Material for this task Start Marker
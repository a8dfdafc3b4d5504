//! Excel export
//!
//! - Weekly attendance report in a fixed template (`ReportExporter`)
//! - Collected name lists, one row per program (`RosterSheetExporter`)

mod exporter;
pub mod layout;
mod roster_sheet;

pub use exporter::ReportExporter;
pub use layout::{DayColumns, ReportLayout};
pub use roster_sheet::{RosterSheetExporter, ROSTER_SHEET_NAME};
Material for this task End Marker
Material for this task Start Marker
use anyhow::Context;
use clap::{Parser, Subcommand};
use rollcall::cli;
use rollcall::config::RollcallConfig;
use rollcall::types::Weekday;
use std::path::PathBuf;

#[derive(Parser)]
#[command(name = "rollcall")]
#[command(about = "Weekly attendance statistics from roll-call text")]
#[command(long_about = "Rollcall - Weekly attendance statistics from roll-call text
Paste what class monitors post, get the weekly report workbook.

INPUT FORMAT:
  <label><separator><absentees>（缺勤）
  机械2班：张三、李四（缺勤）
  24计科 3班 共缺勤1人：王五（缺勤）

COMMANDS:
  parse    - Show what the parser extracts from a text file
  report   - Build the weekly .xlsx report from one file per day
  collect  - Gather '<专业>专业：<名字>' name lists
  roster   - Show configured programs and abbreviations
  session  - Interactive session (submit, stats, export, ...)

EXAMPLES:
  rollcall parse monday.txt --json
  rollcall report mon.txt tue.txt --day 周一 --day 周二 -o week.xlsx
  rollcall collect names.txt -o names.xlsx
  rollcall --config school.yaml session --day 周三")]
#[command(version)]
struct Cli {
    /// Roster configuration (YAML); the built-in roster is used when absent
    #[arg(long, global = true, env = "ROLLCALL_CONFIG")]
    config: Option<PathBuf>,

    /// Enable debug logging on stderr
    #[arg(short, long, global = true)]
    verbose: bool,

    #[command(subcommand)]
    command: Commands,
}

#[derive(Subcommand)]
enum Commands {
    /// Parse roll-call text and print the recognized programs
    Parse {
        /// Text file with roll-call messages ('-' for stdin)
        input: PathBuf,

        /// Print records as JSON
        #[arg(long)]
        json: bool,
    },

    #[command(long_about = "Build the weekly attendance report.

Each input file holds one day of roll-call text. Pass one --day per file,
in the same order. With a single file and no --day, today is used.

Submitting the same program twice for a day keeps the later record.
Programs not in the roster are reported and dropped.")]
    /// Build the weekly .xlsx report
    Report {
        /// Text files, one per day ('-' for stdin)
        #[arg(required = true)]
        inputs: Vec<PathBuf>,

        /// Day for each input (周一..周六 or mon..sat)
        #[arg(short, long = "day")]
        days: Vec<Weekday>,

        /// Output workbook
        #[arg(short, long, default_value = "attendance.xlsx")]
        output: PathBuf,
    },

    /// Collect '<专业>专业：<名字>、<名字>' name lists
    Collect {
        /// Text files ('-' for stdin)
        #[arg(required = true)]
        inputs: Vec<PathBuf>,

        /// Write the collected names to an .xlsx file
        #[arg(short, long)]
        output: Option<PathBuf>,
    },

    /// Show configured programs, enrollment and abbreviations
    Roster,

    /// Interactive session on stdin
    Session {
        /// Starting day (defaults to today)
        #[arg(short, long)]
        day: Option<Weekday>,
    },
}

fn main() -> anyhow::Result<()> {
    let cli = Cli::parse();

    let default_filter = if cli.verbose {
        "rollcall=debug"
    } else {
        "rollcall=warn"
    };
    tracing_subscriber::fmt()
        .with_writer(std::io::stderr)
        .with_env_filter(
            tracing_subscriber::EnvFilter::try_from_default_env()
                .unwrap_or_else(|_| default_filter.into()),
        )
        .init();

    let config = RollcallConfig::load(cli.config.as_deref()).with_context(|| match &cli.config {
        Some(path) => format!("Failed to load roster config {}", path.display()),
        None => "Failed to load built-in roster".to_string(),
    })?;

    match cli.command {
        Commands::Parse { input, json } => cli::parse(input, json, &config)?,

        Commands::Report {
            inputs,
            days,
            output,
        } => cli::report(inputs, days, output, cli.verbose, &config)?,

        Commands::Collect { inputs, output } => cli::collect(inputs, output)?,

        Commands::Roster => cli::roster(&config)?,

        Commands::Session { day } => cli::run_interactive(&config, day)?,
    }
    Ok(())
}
Material for this task End Marker
Material for this task Start Marker
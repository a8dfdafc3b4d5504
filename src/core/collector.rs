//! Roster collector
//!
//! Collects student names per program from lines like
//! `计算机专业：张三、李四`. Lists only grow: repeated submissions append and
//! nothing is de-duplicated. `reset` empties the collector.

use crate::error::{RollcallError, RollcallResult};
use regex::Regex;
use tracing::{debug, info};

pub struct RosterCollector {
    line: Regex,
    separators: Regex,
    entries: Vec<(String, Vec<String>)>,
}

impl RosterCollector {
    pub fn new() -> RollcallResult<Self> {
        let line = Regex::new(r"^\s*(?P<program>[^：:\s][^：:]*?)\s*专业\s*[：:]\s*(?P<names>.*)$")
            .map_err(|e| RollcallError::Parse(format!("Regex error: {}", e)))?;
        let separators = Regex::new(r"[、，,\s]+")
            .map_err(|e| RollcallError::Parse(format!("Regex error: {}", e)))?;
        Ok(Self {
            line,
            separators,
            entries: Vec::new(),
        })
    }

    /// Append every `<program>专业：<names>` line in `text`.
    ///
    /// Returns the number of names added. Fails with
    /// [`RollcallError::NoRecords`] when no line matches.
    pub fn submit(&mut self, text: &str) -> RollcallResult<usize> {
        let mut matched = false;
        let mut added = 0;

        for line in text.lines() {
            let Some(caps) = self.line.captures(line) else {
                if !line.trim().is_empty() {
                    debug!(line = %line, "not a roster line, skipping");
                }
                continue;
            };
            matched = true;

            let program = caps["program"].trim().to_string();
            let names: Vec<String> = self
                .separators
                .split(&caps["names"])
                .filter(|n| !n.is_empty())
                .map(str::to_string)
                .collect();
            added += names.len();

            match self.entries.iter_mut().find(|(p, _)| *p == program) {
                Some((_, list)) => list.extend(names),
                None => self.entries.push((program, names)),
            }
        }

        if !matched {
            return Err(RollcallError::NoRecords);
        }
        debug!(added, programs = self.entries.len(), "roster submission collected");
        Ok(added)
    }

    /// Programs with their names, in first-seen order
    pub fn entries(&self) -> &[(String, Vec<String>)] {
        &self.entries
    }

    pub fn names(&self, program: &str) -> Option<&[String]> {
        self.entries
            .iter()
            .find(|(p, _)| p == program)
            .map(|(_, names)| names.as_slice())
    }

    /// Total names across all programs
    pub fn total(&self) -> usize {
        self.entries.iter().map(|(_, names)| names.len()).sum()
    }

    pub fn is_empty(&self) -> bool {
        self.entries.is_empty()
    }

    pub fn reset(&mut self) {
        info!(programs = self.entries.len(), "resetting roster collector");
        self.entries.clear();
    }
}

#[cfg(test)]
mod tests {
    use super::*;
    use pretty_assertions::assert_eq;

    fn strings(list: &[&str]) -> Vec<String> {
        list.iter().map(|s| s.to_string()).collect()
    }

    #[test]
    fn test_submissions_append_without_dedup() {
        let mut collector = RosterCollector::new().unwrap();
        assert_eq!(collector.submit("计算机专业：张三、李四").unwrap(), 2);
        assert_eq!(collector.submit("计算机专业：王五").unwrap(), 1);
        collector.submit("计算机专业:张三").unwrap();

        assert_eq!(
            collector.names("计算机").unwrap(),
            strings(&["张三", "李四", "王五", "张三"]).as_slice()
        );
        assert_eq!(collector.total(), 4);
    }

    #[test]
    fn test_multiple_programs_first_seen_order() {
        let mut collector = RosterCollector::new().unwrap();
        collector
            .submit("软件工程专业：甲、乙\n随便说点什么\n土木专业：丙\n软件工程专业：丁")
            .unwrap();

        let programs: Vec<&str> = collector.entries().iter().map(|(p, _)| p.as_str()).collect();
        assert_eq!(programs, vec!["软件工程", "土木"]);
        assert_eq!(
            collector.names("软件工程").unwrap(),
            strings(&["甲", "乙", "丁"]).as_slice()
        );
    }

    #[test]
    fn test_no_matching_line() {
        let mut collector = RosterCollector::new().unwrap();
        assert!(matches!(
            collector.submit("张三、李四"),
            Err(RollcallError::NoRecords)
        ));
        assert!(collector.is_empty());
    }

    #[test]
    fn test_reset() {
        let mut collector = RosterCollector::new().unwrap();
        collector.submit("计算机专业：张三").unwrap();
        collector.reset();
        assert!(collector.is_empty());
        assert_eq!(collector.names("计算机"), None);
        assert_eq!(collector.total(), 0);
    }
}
Material for this task End Marker
Assignment => Whenever "trim" occurs in a line above, copy that line.

Written answer =>
                if !line.trim().is_empty() {
            let program = caps["program"].trim().to_string();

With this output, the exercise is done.